Le Gabon a perdu 32 places à l’indice de développement
humain (IDH), passant du 91ème au 123ème rang mondial, entre 1990 et 2005,
selon le classement établi par le Programme des Nations unies pour le
développement (PNUD) dans son dernier rapport 2007-2008 sur l’IDH. Avec un
niveau d’endettement de plus de 50%, le gouvernement gabonais n’a pas pu
déployer un véritable développement humain en faveur des secteurs sociaux,
souligne les auteurs rapport rendu public à l’ouverture des journées portes
ouvertes du PNUD, hier à Libreville.
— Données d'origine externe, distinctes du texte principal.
// tests/lifecycle.rs

//! End-to-end recipe lifecycle tests: resolve, lay out, generate, build, package.

mod common;

use common::{
    linux_gcc_release, read_dir_contents, setup_default_index, setup_index, setup_source_tree,
    RecordingToolchain, RACE_N_CHASE,
};
use galley::recipe::RECIPE_FILE_NAME;
use galley::{
    parse_recipe_file, validate_recipe, AxisSet, CMakeToolchain, ConstraintResolver, Error,
    FileIndex, Lifecycle, LifecycleState, LayoutRoots, Phase, ToolchainStep,
};
use std::path::Path;

fn axes_for(recipe_dir: &Path, assignments: &[(String, String)]) -> AxisSet {
    let recipe = parse_recipe_file(&recipe_dir.join(RECIPE_FILE_NAME)).unwrap();
    AxisSet::from_assignments(assignments, &recipe.settings).unwrap()
}

fn lifecycle<'a>(
    recipe_dir: &Path,
    index: &'a FileIndex,
    toolchain: &'a dyn galley::BuildToolchain,
) -> Lifecycle<'a> {
    let recipe = parse_recipe_file(&recipe_dir.join(RECIPE_FILE_NAME)).unwrap();
    validate_recipe(&recipe).unwrap();
    let axes = axes_for(recipe_dir, &linux_gcc_release());
    let roots = LayoutRoots::new(recipe_dir, recipe_dir.join("build-galley"));
    Lifecycle::new(recipe, axes, roots, index, toolchain)
}

#[test]
fn test_resolution_pins_highest_satisfying_versions() {
    let (temp_dir, recipe_dir) = setup_source_tree(RACE_N_CHASE);
    let index = FileIndex::new(setup_default_index(temp_dir.path()));

    let recipe = parse_recipe_file(&recipe_dir.join(RECIPE_FILE_NAME)).unwrap();
    let resolution = ConstraintResolver::new(&index)
        .resolve(&recipe.requirements().unwrap())
        .unwrap();

    assert_eq!(resolution.len(), 2);
    assert_eq!(resolution.get("fmt").unwrap().version.to_string(), "10.1.0");
    assert_eq!(resolution.get("spdlog").unwrap().version.to_string(), "1.11.2");
}

#[test]
fn test_missing_pinned_version_fails_resolution() {
    let (temp_dir, recipe_dir) = setup_source_tree(RACE_N_CHASE);
    let index = FileIndex::new(setup_index(
        temp_dir.path(),
        &[("fmt", &["9.1.0", "10.2.1"]), ("spdlog", &["1.11.2"])],
    ));
    let toolchain = RecordingToolchain::default();

    let err = lifecycle(&recipe_dir, &index, &toolchain)
        .run(Phase::Package)
        .unwrap_err();

    assert_eq!(err.state(), LifecycleState::Failed(Phase::Resolve));
    match &err.source {
        Error::UnsatisfiableConstraint { name, constraint, .. } => {
            assert_eq!(name, "fmt");
            assert_eq!(constraint, "10.1.0");
        }
        other => panic!("expected unsatisfiable constraint, got {:?}", other),
    }
    assert!(!recipe_dir.join("build-galley").exists());
    assert!(toolchain.calls().is_empty());
}

#[test]
fn test_repeated_runs_are_deterministic() {
    let (temp_dir, recipe_dir) = setup_source_tree(RACE_N_CHASE);
    let index = FileIndex::new(setup_default_index(temp_dir.path()));
    let toolchain = RecordingToolchain::default();

    let first = lifecycle(&recipe_dir, &index, &toolchain)
        .run(Phase::Generate)
        .unwrap();
    let first_layout = first.layout.clone().unwrap();
    let first_files = read_dir_contents(&first_layout.generated_root);

    let second = lifecycle(&recipe_dir, &index, &toolchain)
        .run(Phase::Generate)
        .unwrap();
    let second_layout = second.layout.clone().unwrap();

    assert_eq!(first_layout, second_layout);
    assert_eq!(first.profile, second.profile);
    assert_eq!(first.artifacts, second.artifacts);
    assert_eq!(first_files, read_dir_contents(&second_layout.generated_root));
    assert!(toolchain.calls().is_empty());
}

#[test]
fn test_configure_failure_stops_before_package() {
    let (temp_dir, recipe_dir) = setup_source_tree(RACE_N_CHASE);
    let index = FileIndex::new(setup_default_index(temp_dir.path()));
    let toolchain = RecordingToolchain::failing(ToolchainStep::Configure);

    let err = lifecycle(&recipe_dir, &index, &toolchain)
        .run(Phase::Package)
        .unwrap_err();

    assert_eq!(err.phase, Phase::Build);
    assert_eq!(err.state(), LifecycleState::Failed(Phase::Build));
    assert!(matches!(
        err.source,
        Error::ExternalToolchain {
            step: ToolchainStep::Configure,
            exit_status: Some(2),
            ..
        }
    ));
    assert_eq!(
        err.history,
        vec![
            LifecycleState::Loaded,
            LifecycleState::Resolved,
            LifecycleState::LaidOut,
            LifecycleState::Generated,
            LifecycleState::Failed(Phase::Build),
        ]
    );
    assert_eq!(toolchain.calls(), vec![ToolchainStep::Configure]);
}

#[test]
fn test_profiles_never_share_output_roots() {
    let (temp_dir, recipe_dir) = setup_source_tree(RACE_N_CHASE);
    let index = FileIndex::new(setup_default_index(temp_dir.path()));
    let toolchain = RecordingToolchain::default();
    let recipe = parse_recipe_file(&recipe_dir.join(RECIPE_FILE_NAME)).unwrap();
    let roots = LayoutRoots::new(&recipe_dir, recipe_dir.join("build-galley"));

    let mut debug = linux_gcc_release();
    debug[3].1 = "Debug".to_string();

    let release_report = Lifecycle::new(
        recipe.clone(),
        axes_for(&recipe_dir, &linux_gcc_release()),
        roots.clone(),
        &index,
        &toolchain,
    )
    .run(Phase::Package)
    .unwrap();
    let debug_report = Lifecycle::new(
        recipe,
        axes_for(&recipe_dir, &debug),
        roots,
        &index,
        &toolchain,
    )
    .run(Phase::Package)
    .unwrap();

    let release = release_report.layout.unwrap();
    let debug = debug_report.layout.unwrap();
    assert_ne!(release_report.profile.digest, debug_report.profile.digest);
    assert_eq!(release.source_root, debug.source_root);
    assert_ne!(release.build_root, debug.build_root);
    assert_ne!(release.generated_root, debug.generated_root);
    assert_ne!(release.package_root, debug.package_root);
    assert_eq!(debug_report.state, LifecycleState::Packaged);
}

#[test]
fn test_generated_files_reference_resolved_dependencies() {
    let (temp_dir, recipe_dir) = setup_source_tree(RACE_N_CHASE);
    let index = FileIndex::new(setup_default_index(temp_dir.path()));
    let toolchain = RecordingToolchain::default();

    let report = lifecycle(&recipe_dir, &index, &toolchain)
        .run(Phase::Generate)
        .unwrap();
    let generated = report.layout.unwrap().generated_root;

    let spdlog = std::fs::read_to_string(generated.join("spdlog-config.cmake")).unwrap();
    assert!(spdlog.contains("/opt/deps/spdlog/1.11.2/include"));
    let version = std::fs::read_to_string(generated.join("fmt-config-version.cmake")).unwrap();
    assert!(version.contains("10.1.0"));
    assert!(generated.join("galley_toolchain.cmake").is_file());
    assert!(generated.join("GalleyPresets.json").is_file());
}

#[test]
#[ignore] // Requires cmake on PATH
fn test_create_with_real_cmake() {
    let (temp_dir, recipe_dir) = setup_source_tree(RACE_N_CHASE);
    let index = FileIndex::new(setup_default_index(temp_dir.path()));
    let toolchain = CMakeToolchain::new("cmake", galley::settings::BuildType::Release);

    let report = lifecycle(&recipe_dir, &index, &toolchain)
        .run(Phase::Package)
        .unwrap();

    let layout = report.layout.unwrap();
    assert_eq!(report.state, LifecycleState::Packaged);
    assert!(layout.package_root.join("share/game.txt").is_file());
}
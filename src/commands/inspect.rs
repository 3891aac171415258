// src/commands/inspect.rs

//! Inspect command - validate a recipe and show its declarations

use super::{load_recipe, print_warnings};
use anyhow::{Context, Result};
use std::path::Path;

/// Validate a recipe and print identity, requirements and sources
pub fn cmd_inspect(recipe_path: &Path) -> Result<()> {
    let loaded = load_recipe(recipe_path)?;
    let recipe = &loaded.recipe;
    let package = &recipe.package;

    println!("Recipe: {} version {}", package.name, package.version);
    println!("  Type: {}", package.package_type.as_str());
    if let Some(license) = &package.license {
        println!("  License: {}", license);
    }
    if let Some(author) = &package.author {
        println!("  Author: {}", author);
    }
    if let Some(url) = &package.url {
        println!("  URL: {}", url);
    }
    if let Some(description) = &package.description {
        println!("  Description: {}", description);
    }
    println!("  Settings: {}", recipe.settings.join(", "));
    println!("  Presets file: {}", recipe.generate.presets_file);

    let requirements = recipe.requirements()?;
    println!("\nRequirements ({}):", requirements.len());
    for requirement in &requirements {
        let kind = if requirement.constraint.is_exact() {
            "pinned"
        } else {
            "range"
        };
        println!("  {} ({})", requirement, kind);
    }

    let exported = recipe
        .exported_sources(&loaded.dir)
        .context("Failed to expand exports_sources")?;
    println!("\nExported sources ({} file(s)):", exported.files.len());
    for file in &exported.files {
        let shown = file.strip_prefix(&loaded.dir).unwrap_or(file);
        println!("  {}", shown.display());
    }

    let mut warnings = loaded.warnings.clone();
    warnings.extend(
        exported
            .unmatched
            .iter()
            .map(|pattern| format!("exports_sources pattern '{}' matched no files", pattern)),
    );

    println!();
    print_warnings(&warnings);
    if warnings.is_empty() {
        println!("[OK] No issues found");
    } else {
        println!("[OK] {} warning(s)", warnings.len());
    }

    Ok(())
}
En revanche, le rapport fait état d’une
embellie observée dans quelques secteurs, notamment ceux de l’accès à l’eau
potable et la couverture vaccinale dont le taux est passé de 17% en 2000 à 70%
en 2005.
« Le niveau d’endettement a une incidence dans la
mesure où, lorsqu’il est élevé, l’Etat consacre des ressources importantes au
remboursement de la dette alors que ces ressources auraient pu être consacrées
au développement des services sociaux ; éducation, santé et
autres », explique Jean-Jacques
Ecomyé, professeur d’économie à l’Université de Libreville. Une des conditions
d’éradication de la pauvreté au Gabon serait que ce pays renoue avec un taux de
croissance élevé, sur une longue période, estime M. Ecomyé.